Only one stretch of the data below should be repeated: the lines from the line containing "std::process::exit(1)" through the line containing "managed state first.", inclusive, exactly as they are.

□ □ □

//! Slope from a DEM
//!
//! Horn (1981) third-order finite differences over the 3x3 window:
//! ```text
//! a b c
//! d e f
//! g h i
//! ```
//! dz/dx = ((c + 2f + i) - (a + 2d + g)) / (8 * cellsize)
//! dz/dy = ((g + 2h + i) - (a + 2b + c)) / (8 * cellsize)
//!
//! Neighbors that fall off the grid or on no-data take the center value,
//! so edge cells and cells next to voids still get a (one-sided) slope.

use crate::maybe_rayon::*;
use ndarray::Array2;
use floodplain_core::raster::Raster;
use floodplain_core::{Algorithm, Error, Result};

/// Units for slope output
#[derive(Debug, Clone, Copy, PartialEq, Eq, Default)]
pub enum SlopeUnits {
    #[default]
    Degrees,
    Percent,
    Radians,
}

/// Parameters for slope calculation
#[derive(Debug, Clone)]
pub struct SlopeParams {
    pub units: SlopeUnits,
    /// Multiplier applied to elevations (e.g. 0.3048 for feet over meters)
    pub z_factor: f64,
}

impl Default for SlopeParams {
    fn default() -> Self {
        Self {
            units: SlopeUnits::Degrees,
            z_factor: 1.0,
        }
    }
}

/// Slope algorithm
#[derive(Debug, Clone, Default)]
pub struct Slope;

impl Algorithm for Slope {
    type Input = Raster<f64>;
    type Output = Raster<f64>;
    type Params = SlopeParams;
    type Error = Error;

    fn name(&self) -> &'static str {
        "Slope"
    }

    fn description(&self) -> &'static str {
        "Terrain slope from a DEM using Horn's method"
    }

    fn execute(&self, input: Self::Input, params: Self::Params) -> Result<Self::Output> {
        slope(&input, params)
    }
}

/// Calculate slope in the requested units. No-data cells are NaN.
pub fn slope(dem: &Raster<f64>, params: SlopeParams) -> Result<Raster<f64>> {
    let (rows, cols) = dem.shape();
    let eight_cell = 8.0 * dem.cell_size().abs();
    if eight_cell == 0.0 || !eight_cell.is_finite() {
        return Err(Error::InvalidParameter {
            name: "cell_size",
            value: dem.cell_size().to_string(),
            reason: "slope needs a non-zero cell size".into(),
        });
    }

    let valid = |v: f64| !dem.is_nodata(v);

    let output_data: Vec<f64> = (0..rows)
        .into_par_iter()
        .flat_map(|row| {
            let mut row_data = vec![f64::NAN; cols];

            for (col, out) in row_data.iter_mut().enumerate() {
                let e = unsafe { dem.get_unchecked(row, col) };
                if !valid(e) {
                    continue;
                }

                let at = |dr: isize, dc: isize| -> f64 {
                    let r = row as isize + dr;
                    let c = col as isize + dc;
                    if r < 0 || c < 0 || r >= rows as isize || c >= cols as isize {
                        return e;
                    }
                    let v = unsafe { dem.get_unchecked(r as usize, c as usize) };
                    if valid(v) {
                        v
                    } else {
                        e
                    }
                };

                let (a, b, c) = (at(-1, -1), at(-1, 0), at(-1, 1));
                let (d, f) = (at(0, -1), at(0, 1));
                let (g, h, i) = (at(1, -1), at(1, 0), at(1, 1));

                let dz_dx = ((c + 2.0 * f + i) - (a + 2.0 * d + g)) / eight_cell * params.z_factor;
                let dz_dy = ((g + 2.0 * h + i) - (a + 2.0 * b + c)) / eight_cell * params.z_factor;
                let rise = dz_dx.hypot(dz_dy);

                *out = match params.units {
                    SlopeUnits::Degrees => rise.atan().to_degrees(),
                    SlopeUnits::Percent => rise * 100.0,
                    SlopeUnits::Radians => rise.atan(),
                };
            }

            row_data
        })
        .collect();

    let mut output = dem.with_same_meta::<f64>(rows, cols);
    output.set_nodata(Some(f64::NAN));
    *output.data_mut() = Array2::from_shape_vec((rows, cols), output_data)
        .map_err(|e| Error::Other(e.to_string()))?;

    Ok(output)
}

#[cfg(test)]
mod tests {
    use super::*;
    use approx::assert_relative_eq;
    use floodplain_core::GeoTransform;

    /// Plane rising northward at `degrees`, 5 m cells
    fn inclined(rows: usize, cols: usize, degrees: f64) -> Raster<f64> {
        let rise = degrees.to_radians().tan() * 5.0;
        let mut dem = Raster::new(rows, cols);
        dem.set_transform(GeoTransform::new(0.0, rows as f64 * 5.0, 5.0, -5.0));
        for row in 0..rows {
            for col in 0..cols {
                dem.set(row, col, (rows - row) as f64 * rise).unwrap();
            }
        }
        dem
    }

    #[test]
    fn test_flat_is_zero() {
        let dem: Raster<f64> = Raster::filled(10, 10, 100.0);
        let result = slope(&dem, SlopeParams::default()).unwrap();
        assert_eq!(result.get(5, 5).unwrap(), 0.0);
        assert_eq!(result.get(0, 0).unwrap(), 0.0);
    }

    #[test]
    fn test_uniform_plane_recovers_angle() {
        let dem = inclined(12, 12, 3.0);
        let result = slope(&dem, SlopeParams::default()).unwrap();
        for row in 1..11 {
            for col in 1..11 {
                assert_relative_eq!(result.get(row, col).unwrap(), 3.0, epsilon = 1e-9);
            }
        }
    }

    #[test]
    fn test_edges_are_one_sided() {
        let dem = inclined(6, 6, 10.0);
        let result = slope(&dem, SlopeParams::default()).unwrap();
        let edge = result.get(0, 3).unwrap();
        assert!(edge > 0.0 && edge < 10.0, "edge slope {}", edge);
    }

    #[test]
    fn test_units_agree() {
        let dem = inclined(8, 8, 20.0);
        let deg = slope(&dem, SlopeParams::default()).unwrap();
        let rad = slope(&dem, SlopeParams { units: SlopeUnits::Radians, z_factor: 1.0 }).unwrap();
        let pct = slope(&dem, SlopeParams { units: SlopeUnits::Percent, z_factor: 1.0 }).unwrap();

        let r = rad.get(4, 4).unwrap();
        assert_relative_eq!(deg.get(4, 4).unwrap(), r.to_degrees(), epsilon = 1e-9);
        assert_relative_eq!(pct.get(4, 4).unwrap(), r.tan() * 100.0, epsilon = 1e-9);
    }

    #[test]
    fn test_void_cells_stay_void() {
        let mut dem = inclined(8, 8, 5.0);
        dem.set(4, 4, f64::NAN).unwrap();
        let result = Slope.execute_default(dem).unwrap();
        assert!(result.get(4, 4).unwrap().is_nan());
        assert!(result.get(4, 5).unwrap().is_finite());
    }
}
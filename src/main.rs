use log::{error, info, LevelFilter};
use rocket::Error as RocketError;
use thiserror::Error;

/// Errors that are critical to the entire server.
#[derive(Debug, Error)]
enum Error {
    #[error(transparent)]
    RocketError(#[from] RocketError),
}

async fn run() -> Result<(), Error> {
    info!("Configuring server...");
    let rocket = elections_backend::build().ignite().await?;
    info!("...server configured!");
    // Rocket's own launch banner is redundant next to our logging.
    log4rs_dynamic_filters::DynamicLevelFilter::set("rocket", LevelFilter::Off);
    let _ = rocket.launch().await?;
    Ok(())
}

#[rocket::main]
async fn main() {
    // Set up logging.
    log4rs::init_file("log4rs.yaml", log4rs_dynamic_filters::default_deserializers())
        .expect("Failed to initialise logging");
    info!("Initialised logging");

    // Launch server.
    if let Err(err) = run().await {
        error!("{err}");
        error!("Critical failure, shutting down");
        std::process::exit(1)
    }
}
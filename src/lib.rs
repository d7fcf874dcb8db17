//! Backend server for the membership elections service: election lifecycle
//! management, one-time voting-credential issuance, at-most-once ballot
//! redemption, and tallying (plurality and ranked-choice STV).
//!
//! Ballots are decoupled from voter identity by construction: the credential
//! store holds only a keyed hash of each voting token, and ballots reference
//! that hash alone.

#[macro_use]
extern crate rocket;

use rocket::{Build, Rocket};

pub mod api;
pub mod config;
pub mod error;
pub mod logging;
pub mod model;
pub mod scheduler;
pub mod tally;

pub use config::Config;

/// Construct the server, ready for launch.
///
/// Fairing order matters: the scheduler needs the database and config,
/// which their own fairings place into managed state first.
pub fn build() -> Rocket<Build> {
    rocket::build()
        .mount("/", api::routes())
        .attach(config::ConfigFairing)
        .attach(config::DatabaseFairing)
        .attach(scheduler::SchedulerFairing)
        .attach(logging::LoggerFairing)
}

□ □ □

## [EXERCISE SOLUTION]
        std::process::exit(1)
    }
}
filename src/lib.rs
repository d7fcf874dcb8db17
//! Backend server for the membership elections service: election lifecycle
//! management, one-time voting-credential issuance, at-most-once ballot
//! redemption, and tallying (plurality and ranked-choice STV).
//!
//! Ballots are decoupled from voter identity by construction: the credential
//! store holds only a keyed hash of each voting token, and ballots reference
//! that hash alone.

#[macro_use]
extern crate rocket;

use rocket::{Build, Rocket};

pub mod api;
pub mod config;
pub mod error;
pub mod logging;
pub mod model;
pub mod scheduler;
pub mod tally;

pub use config::Config;

/// Construct the server, ready for launch.
///
/// Fairing order matters: the scheduler needs the database and config,
/// which their own fairings place into managed state first.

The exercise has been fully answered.